栄華の坂~82~
斎国慶は斎幽の寝室に通された。すでに斎幽は寝間着姿で寝台に横たわっていた。斎幽はそれなりに君主との遊びを嗜んでいる。斎国慶の記憶ではこの時間帯であれば、寵姫を侍らせて酒を飲んでいてもおかしくなかった。
「おかげんが悪いのですか?」
見た感じでは病に罹っている様子はなかった。斎国慶は寝台傍の椅子に座った。
「そうではないが、余も年であるかな。そうそう毎日のように酒は飲めん。つい先頃まで伏っていたところだ」
「それは失礼しました。起こしてしまって……」
「よい。国慶が火急の用というのだ。余程のことであろう」
「は、はい」
父は自分のことを愛し信頼してくれている。斎国慶は確信して続けた。
「主上、丞相たる費閑は勝手に兵を挙げて大将軍に敗北しました。これは丞相としてあるまじき行為です。今すぐにでも費閑めを罷免し、ぜひとも私を丞相に御任命ください。必ずやこの混乱を沈めてまいります」
斎幽は斎国慶の言葉を聞いているようではあったが、視線は宙を彷徨っていた。斎国慶は念を押すように、主上と声をかけた。
「聞いておるよ。ふむ……では、その丞相のほうについたお前は何なのだ?」
斎幽は斎国慶を見据えた。非常に冷たさと鋭さが交じった視線である。そのような眼差しで見られたことなどこれまでなかったことであった。
「それは……どういう……」
「丞相が勝手に兵を挙げたのが罷免に値する罪であるならばお前にも罪はあろう。あるいは丞相が大将軍に負けたのが罪であるならばそれもお前にも罪があることだ。どちらにしろお前が丞相となることに値する功績などないな」
「主上……それは……」
「見損なったな、国慶。お前は才人ではあろうが、才に自惚れ過ぎた。自己の才覚が世間においてどれほどかを測りきれずに周りが見えなくなった男とはかくも無様なものだ」
斎国慶は激しい動機に襲われた。父たる斎幽にこれほどまで罵倒されることなどこれまでなかったことであるし、想像もしていなかった。

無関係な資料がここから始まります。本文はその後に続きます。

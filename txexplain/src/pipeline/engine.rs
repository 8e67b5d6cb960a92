//! The sequential pipeline engine.

use super::DependencyGraph;
use crate::baggage::{keys, Baggage};
use crate::context::RunContext;
use crate::core::PromptContribution;
use crate::errors::{
    DuplicateStageError, ExplainerError, MissingDependencyError, PipelineValidationError,
    StageExecutionError,
};
use crate::events::ProgressUpdate;
use crate::stages::{ContextualStage, RegisteredStage, Stage};
use serde::{Deserialize, Serialize};
use std::time::Instant;
use tracing::{debug, info, warn};

/// Engine options.
#[derive(Debug, Clone, Copy, Default, PartialEq, Eq, Serialize, Deserialize)]
pub struct PipelineConfig {
    /// Fail before running when a declared dependency is not registered.
    #[serde(default)]
    pub strict_dependencies: bool,
}

/// A set of registered stages executed in dependency order.
#[derive(Debug)]
pub struct Pipeline {
    name: String,
    config: PipelineConfig,
    stages: Vec<RegisteredStage>,
}

impl Pipeline {
    /// Creates an empty pipeline.
    #[must_use]
    pub fn new(name: impl Into<String>) -> Self {
        Self {
            name: name.into(),
            config: PipelineConfig::default(),
            stages: Vec::new(),
        }
    }

    /// Sets the engine options.
    #[must_use]
    pub fn with_config(mut self, config: PipelineConfig) -> Self {
        self.config = config;
        self
    }

    /// The pipeline name.
    #[must_use]
    pub fn name(&self) -> &str {
        &self.name
    }

    /// Number of registered stages.
    #[must_use]
    pub fn len(&self) -> usize {
        self.stages.len()
    }

    /// Returns true if no stage is registered.
    #[must_use]
    pub fn is_empty(&self) -> bool {
        self.stages.is_empty()
    }

    /// Registered stage names in registration order.
    #[must_use]
    pub fn stage_names(&self) -> Vec<&str> {
        self.stages.iter().map(RegisteredStage::name).collect()
    }

    /// Adds a stage.
    ///
    /// # Errors
    ///
    /// Returns `DuplicateStage` if a stage of the same name is already
    /// registered and `Validation` if the name is empty.
    pub fn register(&mut self, stage: RegisteredStage) -> Result<(), ExplainerError> {
        let name = stage.name();
        if name.trim().is_empty() {
            return Err(PipelineValidationError::new("Stage name must not be empty").into());
        }
        if self.stages.iter().any(|s| s.name() == name) {
            return Err(DuplicateStageError::new(name).into());
        }
        debug!(pipeline = %self.name, stage = %name, "Registered stage");
        self.stages.push(stage);
        Ok(())
    }

    /// Registers an enrichment-only stage.
    pub fn register_enrichment(&mut self, stage: impl Stage + 'static) -> Result<(), ExplainerError> {
        self.register(RegisteredStage::enrichment(stage))
    }

    /// Registers a stage that contributes prompt context.
    pub fn register_contextual(
        &mut self,
        stage: impl ContextualStage + 'static,
    ) -> Result<(), ExplainerError> {
        self.register(RegisteredStage::contextual(stage))
    }

    /// Builder-style [`register`](Self::register).
    pub fn with_stage(mut self, stage: RegisteredStage) -> Result<Self, ExplainerError> {
        self.register(stage)?;
        Ok(self)
    }

    fn graph(&self) -> DependencyGraph {
        DependencyGraph::build(
            self.stages
                .iter()
                .map(|stage| (stage.name(), stage.dependencies())),
        )
    }

    fn plan(&self) -> Result<Vec<usize>, ExplainerError> {
        let graph = self.graph();
        if let Some((stage, dependency)) = graph.missing().first() {
            if self.config.strict_dependencies {
                return Err(MissingDependencyError::new(stage, dependency).into());
            }
            for (stage, dependency) in graph.missing() {
                debug!(
                    pipeline = %self.name,
                    stage = %stage,
                    dependency = %dependency,
                    "Ignoring dependency on unregistered stage"
                );
            }
        }
        graph.execution_order().map_err(Into::into)
    }

    /// Validates the pipeline and returns the stage names in the order `run`
    /// would execute them.
    pub fn execution_order(&self) -> Result<Vec<String>, ExplainerError> {
        Ok(self
            .plan()?
            .into_iter()
            .map(|i| self.stages[i].name().to_string())
            .collect())
    }

    /// Runs every stage once in dependency order.
    ///
    /// Returns the enriched baggage, or the first error. On error the partial
    /// baggage is dropped.
    pub async fn run(&self, ctx: &RunContext, mut baggage: Baggage) -> Result<Baggage, ExplainerError> {
        let order = self.plan()?;
        let run_id = ctx.run_id();
        let started = Instant::now();
        info!(
            pipeline = %self.name,
            run_id = %run_id,
            stages = order.len(),
            "Pipeline started"
        );

        for index in order {
            ctx.check_cancelled()?;

            let stage = &self.stages[index];
            let (name, label) = (stage.name(), stage.label());
            ctx.emit(&ProgressUpdate::running(run_id, name, label));
            let stage_started = Instant::now();

            if let Err(err) = stage.process(ctx, &mut baggage).await {
                let elapsed = elapsed_ms(stage_started);
                ctx.emit(&ProgressUpdate::failed(
                    run_id,
                    name,
                    label,
                    elapsed,
                    format!("{err:#}"),
                ));
                warn!(
                    pipeline = %self.name,
                    run_id = %run_id,
                    stage = %name,
                    duration_ms = elapsed,
                    "Stage failed: {:#}", err
                );
                if let Some(ExplainerError::Cancelled(reason)) = err.downcast_ref::<ExplainerError>() {
                    return Err(ExplainerError::Cancelled(reason.clone()));
                }
                return Err(StageExecutionError::new(name, err).into());
            }

            if let Some(context) = stage.prompt_context(ctx, &baggage).await {
                let context = context.trim();
                if !context.is_empty() {
                    baggage
                        .get_or_insert_default(&keys::PROMPT_CONTEXTS)
                        .push(PromptContribution {
                            stage: name.to_string(),
                            context: context.to_string(),
                        });
                }
            }

            let elapsed = elapsed_ms(stage_started);
            ctx.emit(&ProgressUpdate::finished(run_id, name, label, elapsed));
            debug!(
                pipeline = %self.name,
                run_id = %run_id,
                stage = %name,
                duration_ms = elapsed,
                "Stage finished"
            );
        }

        info!(
            pipeline = %self.name,
            run_id = %run_id,
            duration_ms = elapsed_ms(started),
            "Pipeline completed"
        );
        Ok(baggage)
    }
}

fn elapsed_ms(since: Instant) -> u64 {
    u64::try_from(since.elapsed().as_millis()).unwrap_or(u64::MAX)
}
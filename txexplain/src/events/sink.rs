//! Progress sink trait and implementations.

use crate::core::StageStatus;
use chrono::{DateTime, Utc};
use parking_lot::RwLock;
use serde::{Deserialize, Serialize};
use tokio::sync::mpsc;
use tracing::{debug, info, warn, Level};
use uuid::Uuid;

/// A single stage transition reported to observers.
#[derive(Debug, Clone, PartialEq, Serialize, Deserialize)]
pub struct ProgressUpdate {
    /// The pipeline run this update belongs to.
    pub run_id: Uuid,
    /// Stage name.
    pub stage: String,
    /// Human-readable stage label.
    pub label: String,
    /// Stage status.
    pub status: StageStatus,
    /// When the transition happened.
    pub timestamp: DateTime<Utc>,
    /// Wall time spent in the stage, for terminal updates.
    #[serde(default, skip_serializing_if = "Option::is_none")]
    pub duration_ms: Option<u64>,
    /// Error message, for failed stages.
    #[serde(default, skip_serializing_if = "Option::is_none")]
    pub error: Option<String>,
}

impl ProgressUpdate {
    fn new(run_id: Uuid, stage: &str, label: &str, status: StageStatus) -> Self {
        Self {
            run_id,
            stage: stage.to_string(),
            label: label.to_string(),
            status,
            timestamp: Utc::now(),
            duration_ms: None,
            error: None,
        }
    }

    /// A stage has started.
    #[must_use]
    pub fn running(run_id: Uuid, stage: &str, label: &str) -> Self {
        Self::new(run_id, stage, label, StageStatus::Running)
    }

    /// A stage completed successfully.
    #[must_use]
    pub fn finished(run_id: Uuid, stage: &str, label: &str, duration_ms: u64) -> Self {
        let mut update = Self::new(run_id, stage, label, StageStatus::Finished);
        update.duration_ms = Some(duration_ms);
        update
    }

    /// A stage returned an error.
    #[must_use]
    pub fn failed(
        run_id: Uuid,
        stage: &str,
        label: &str,
        duration_ms: u64,
        error: impl Into<String>,
    ) -> Self {
        let mut update = Self::new(run_id, stage, label, StageStatus::Failed);
        update.duration_ms = Some(duration_ms);
        update.error = Some(error.into());
        update
    }
}

/// Receives stage progress updates.
///
/// Implementations must not block and must not panic; errors are logged and
/// dropped.
pub trait ProgressSink: Send + Sync {
    /// Emits an update without blocking.
    fn try_emit(&self, update: &ProgressUpdate);
}

/// A sink that discards every update.
#[derive(Debug, Clone, Copy, Default)]
pub struct NoOpProgressSink;

impl ProgressSink for NoOpProgressSink {
    fn try_emit(&self, _update: &ProgressUpdate) {}
}

/// A sink that logs updates through `tracing`.
#[derive(Debug, Clone)]
pub struct LoggingProgressSink {
    level: Level,
}

impl Default for LoggingProgressSink {
    fn default() -> Self {
        Self { level: Level::INFO }
    }
}

impl LoggingProgressSink {
    /// Creates a logging sink at the given level.
    #[must_use]
    pub fn new(level: Level) -> Self {
        Self { level }
    }

    /// Creates a debug-level logging sink.
    #[must_use]
    pub fn debug() -> Self {
        Self::new(Level::DEBUG)
    }
}

impl ProgressSink for LoggingProgressSink {
    fn try_emit(&self, update: &ProgressUpdate) {
        if update.status == StageStatus::Failed {
            warn!(
                run_id = %update.run_id,
                stage = %update.stage,
                duration_ms = ?update.duration_ms,
                error = ?update.error,
                "{} failed", update.label
            );
            return;
        }

        if self.level == Level::DEBUG {
            debug!(
                run_id = %update.run_id,
                stage = %update.stage,
                status = %update.status,
                duration_ms = ?update.duration_ms,
                "{}", update.label
            );
        } else {
            info!(
                run_id = %update.run_id,
                stage = %update.stage,
                status = %update.status,
                duration_ms = ?update.duration_ms,
                "{}", update.label
            );
        }
    }
}

/// A sink that stores every update, for tests.
#[derive(Debug, Default)]
pub struct CollectingProgressSink {
    updates: RwLock<Vec<ProgressUpdate>>,
}

impl CollectingProgressSink {
    /// Creates an empty collecting sink.
    #[must_use]
    pub fn new() -> Self {
        Self::default()
    }

    /// Returns all collected updates.
    #[must_use]
    pub fn updates(&self) -> Vec<ProgressUpdate> {
        self.updates.read().clone()
    }

    /// Returns `(stage, status)` pairs in emission order.
    #[must_use]
    pub fn transitions(&self) -> Vec<(String, StageStatus)> {
        self.updates
            .read()
            .iter()
            .map(|u| (u.stage.clone(), u.status))
            .collect()
    }

    /// Returns the number of collected updates.
    #[must_use]
    pub fn len(&self) -> usize {
        self.updates.read().len()
    }

    /// Returns true if nothing has been collected.
    #[must_use]
    pub fn is_empty(&self) -> bool {
        self.updates.read().is_empty()
    }
}

impl ProgressSink for CollectingProgressSink {
    fn try_emit(&self, update: &ProgressUpdate) {
        self.updates.write().push(update.clone());
    }
}

/// A sink that forwards updates into a bounded tokio channel.
///
/// Updates are dropped when the channel is full or closed.
#[derive(Debug, Clone)]
pub struct ChannelProgressSink {
    sender: mpsc::Sender<ProgressUpdate>,
}

impl ChannelProgressSink {
    /// Creates a sink and the receiving half of its channel.
    #[must_use]
    pub fn channel(capacity: usize) -> (Self, mpsc::Receiver<ProgressUpdate>) {
        let (sender, receiver) = mpsc::channel(capacity.max(1));
        (Self { sender }, receiver)
    }
}

impl ProgressSink for ChannelProgressSink {
    fn try_emit(&self, update: &ProgressUpdate) {
        if let Err(e) = self.sender.try_send(update.clone()) {
            debug!(stage = %update.stage, "Dropped progress update: {}", e);
        }
    }
}

#[cfg(test)]
mod tests {
    use super::*;

    #[test]
    fn test_collecting_sink() {
        let sink = CollectingProgressSink::new();
        let run_id = Uuid::new_v4();
        sink.try_emit(&ProgressUpdate::running(run_id, "prices", "Fetching prices"));
        sink.try_emit(&ProgressUpdate::finished(run_id, "prices", "Fetching prices", 12));

        assert_eq!(sink.len(), 2);
        assert_eq!(
            sink.transitions(),
            vec![
                ("prices".to_string(), StageStatus::Running),
                ("prices".to_string(), StageStatus::Finished),
            ]
        );
        assert_eq!(sink.updates()[1].duration_ms, Some(12));
    }

    #[tokio::test]
    async fn test_channel_sink_drops_when_full() {
        let (sink, mut rx) = ChannelProgressSink::channel(1);
        let run_id = Uuid::new_v4();
        sink.try_emit(&ProgressUpdate::running(run_id, "a", "A"));
        sink.try_emit(&ProgressUpdate::running(run_id, "b", "B"));

        let first = rx.recv().await.unwrap();
        assert_eq!(first.stage, "a");
        assert!(rx.try_recv().is_err());
    }

    #[test]
    fn test_channel_sink_closed_receiver() {
        let (sink, rx) = ChannelProgressSink::channel(4);
        drop(rx);
        sink.try_emit(&ProgressUpdate::running(Uuid::new_v4(), "a", "A"));
    }

    #[test]
    fn test_failed_update_serializes_error() {
        let update = ProgressUpdate::failed(Uuid::new_v4(), "rpc", "RPC", 3, "timeout");
        let json = serde_json::to_value(&update).unwrap();
        assert_eq!(json["status"], "failed");
        assert_eq!(json["error"], "timeout");
    }
}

「お前はせいぜい一旅の部隊長程度だ。丞相どころか将軍も務まるまい。ましては国主など夢のまた夢であろう」
斎国慶の感情が怒りへと変化していった。
「余がどうして文を嫡子にして変えなかったか分かるか?あれはお前ほどの優秀ではないが、自分が優秀ではないということを知っている。要するに自分の力量を知っているということだ。そうなれば身の丈以上のことをせず、余人の言に耳を傾ける。それこそが君主の資質であろうと認めていたからだ。お前も身の丈以上の欲をかかなければ、文の下で良き相となれたかもしれんのにな」
惜しいものだ、と斎幽は憐れむように言った。
「では、私を丞相にする件は……」
「論外だな。それよりも自室で謹慎するように。しばらく反省して頭を冷やせ」
「……はい」
斎国慶は奥歯を噛み締めながら、なんとか言葉を出した。斎幽の私室を後にした時は、怒りのあまりに全身が火照り震えていた。
斎幽に謹慎を言い渡された斎国慶は素直に私室へと退いたが、しばらくして再び斎幽の部屋を尋ねようとした。
「すでに主上はお休みになられました。明朝、またお越しください」
衛兵はやや挑発的な目で斎国慶を見ていた。斎幽から自分を取り次ぐなと厳命されているのかもしれない。
「やむを得んな」
斎国慶としては時間をかけている暇はなかった。右手を上げると鎧姿の別の衛兵が数名、姿を現した。彼らは瞬く間に扉の前に衛兵を始末すると、斎国慶に剣を手渡した。
「行くぞ、もう後には退けぬ」
斎国慶は剣を手にしたまま寝室の戸を開けた。
斎国慶はかねてより斎幽を襲撃し、国権を握ることを選択肢の一つとして計画を立てていた。勿論それは最終的な手段であり、使わずとも自分が嫡子となれると思っていた。
『確かに俺は自惚れていたのかもしれないな』
斎国慶は才に自惚れていると指摘された。その通りであるかもしれないが、斎幽はその才を見くびっている。
『俺が政変を企み、心ある衛兵達を手名付けていることにまるで気がついていないのだからな』
父は偉そうなことを言っておいて底が浅い。斎国慶はほくそ笑みながら部屋に入った。